[HOW TO COMPLETE THIS TASK] In the records below, pick out all lines containing the word "ArmedTimer".

[TASK DATA]
--

//! 回滚定时器登记表
//!
//! 不变量：任意时刻每个预订 id 至多武装一个回滚定时器。
//! 武装新定时器前必须先解除同 id 的旧定时器，防止过期回滚覆盖更新的乐观状态。
//!
//! 每次武装分配一个全局递增的代号（generation）。服务端响应和定时器触发
//! 都用代号与登记表比对：代号不匹配说明自己已经过期，不得再改动状态。

use std::sync::atomic::{AtomicU64, Ordering};

use dashmap::DashMap;
use tokio::task::JoinHandle;

struct ArmedTimer {
    generation: u64,
    handle: JoinHandle<()>,
}

#[derive(Default)]
pub(crate) struct RollbackTimers {
    armed: DashMap<String, ArmedTimer>,
    /// 已触发回滚的定时器代号，供迟到的确认区分“超时”与“被取代”
    fired: DashMap<String, u64>,
    next_generation: AtomicU64,
}

impl RollbackTimers {
    pub fn new() -> Self {
        Self::default()
    }

    /// 分配下一个定时器代号
    pub fn next_generation(&self) -> u64 {
        self.next_generation.fetch_add(1, Ordering::SeqCst) + 1
    }

    /// 武装定时器；同 id 的旧定时器（若有）先被中止
    pub fn arm(&self, id: &str, generation: u64, handle: JoinHandle<()>) {
        if let Some(previous) = self
            .armed
            .insert(id.to_string(), ArmedTimer { generation, handle })
        {
            previous.handle.abort();
        }
    }

    /// 解除定时器：仅当该 id 当前武装的正是 `generation` 时生效
    ///
    /// 服务端响应到达时调用；返回 false 表示定时器已先触发或已被更新的
    /// 操作取代，调用方不得再套用自己的结果。
    pub fn disarm(&self, id: &str, generation: u64) -> bool {
        match self.armed.remove_if(id, |_, timer| timer.generation == generation) {
            Some((_, timer)) => {
                timer.handle.abort();
                true
            }
            None => false,
        }
    }

    /// 定时器触发时调用：仅当自己仍是当前代时才接管回滚
    ///
    /// 与 `disarm` 在同一个键上互斥，两者只有一方能摘下登记项。
    pub fn take_if_current(&self, id: &str, generation: u64) -> bool {
        if self
            .armed
            .remove_if(id, |_, timer| timer.generation == generation)
            .is_some()
        {
            self.fired.insert(id.to_string(), generation);
            true
        } else {
            false
        }
    }

    /// 迟到的响应查询并消费自己那一代的触发记录
    ///
    /// 返回 true 表示该代定时器确实触发过回滚；false 表示定时器是被
    /// 更新的操作取代的，并没有超时发生。
    pub fn consume_fired(&self, id: &str, generation: u64) -> bool {
        self.fired
            .remove_if(id, |_, fired| *fired == generation)
            .is_some()
    }

    /// 解除全部定时器（teardown 路径）
    pub fn disarm_all(&self) {
        let ids: Vec<String> = self.armed.iter().map(|entry| entry.key().clone()).collect();
        for id in ids {
            if let Some((_, timer)) = self.armed.remove(&id) {
                timer.handle.abort();
            }
        }
        self.fired.clear();
    }

    pub fn armed_count(&self) -> usize {
        self.armed.len()
    }
}

#[cfg(test)]
mod tests {
    use super::*;

    #[tokio::test]
    async fn test_arming_replaces_previous_timer_for_same_id() {
        let timers = RollbackTimers::new();

        let first = timers.next_generation();
        timers.arm("b1", first, tokio::spawn(async {}));
        let second = timers.next_generation();
        timers.arm("b1", second, tokio::spawn(async {}));

        assert_eq!(timers.armed_count(), 1);
        // 旧代号已经失效，新代号才能解除
        assert!(!timers.disarm("b1", first));
        assert!(timers.disarm("b1", second));
        assert_eq!(timers.armed_count(), 0);
    }

    #[tokio::test]
    async fn test_take_if_current_excludes_disarm() {
        let timers = RollbackTimers::new();
        let generation = timers.next_generation();
        timers.arm("b1", generation, tokio::spawn(async {}));

        assert!(timers.take_if_current("b1", generation));
        assert!(!timers.disarm("b1", generation));
    }

    #[tokio::test]
    async fn test_fired_record_distinguishes_timeout_from_supersession() {
        let timers = RollbackTimers::new();

        // 第一代被新的武装取代：没有触发记录
        let first = timers.next_generation();
        timers.arm("b1", first, tokio::spawn(async {}));
        let second = timers.next_generation();
        timers.arm("b1", second, tokio::spawn(async {}));
        assert!(!timers.consume_fired("b1", first));

        // 第二代触发回滚：触发记录只能被本代消费一次
        assert!(timers.take_if_current("b1", second));
        assert!(!timers.consume_fired("b1", first));
        assert!(timers.consume_fired("b1", second));
        assert!(!timers.consume_fired("b1", second));
    }

    #[tokio::test]
    async fn test_disarm_all_clears_every_entry() {
        let timers = RollbackTimers::new();
        for id in ["b1", "b2", "b3"] {
            let generation = timers.next_generation();
            timers.arm(id, generation, tokio::spawn(async {}));
        }
        assert_eq!(timers.armed_count(), 3);

        timers.disarm_all();
        assert_eq!(timers.armed_count(), 0);
        assert!(!timers.disarm("b2", 0));
    }
}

--

[PROBLEM SOLUTION]
struct ArmedTimer {
    armed: DashMap<String, ArmedTimer>,
            .insert(id.to_string(), ArmedTimer { generation, handle })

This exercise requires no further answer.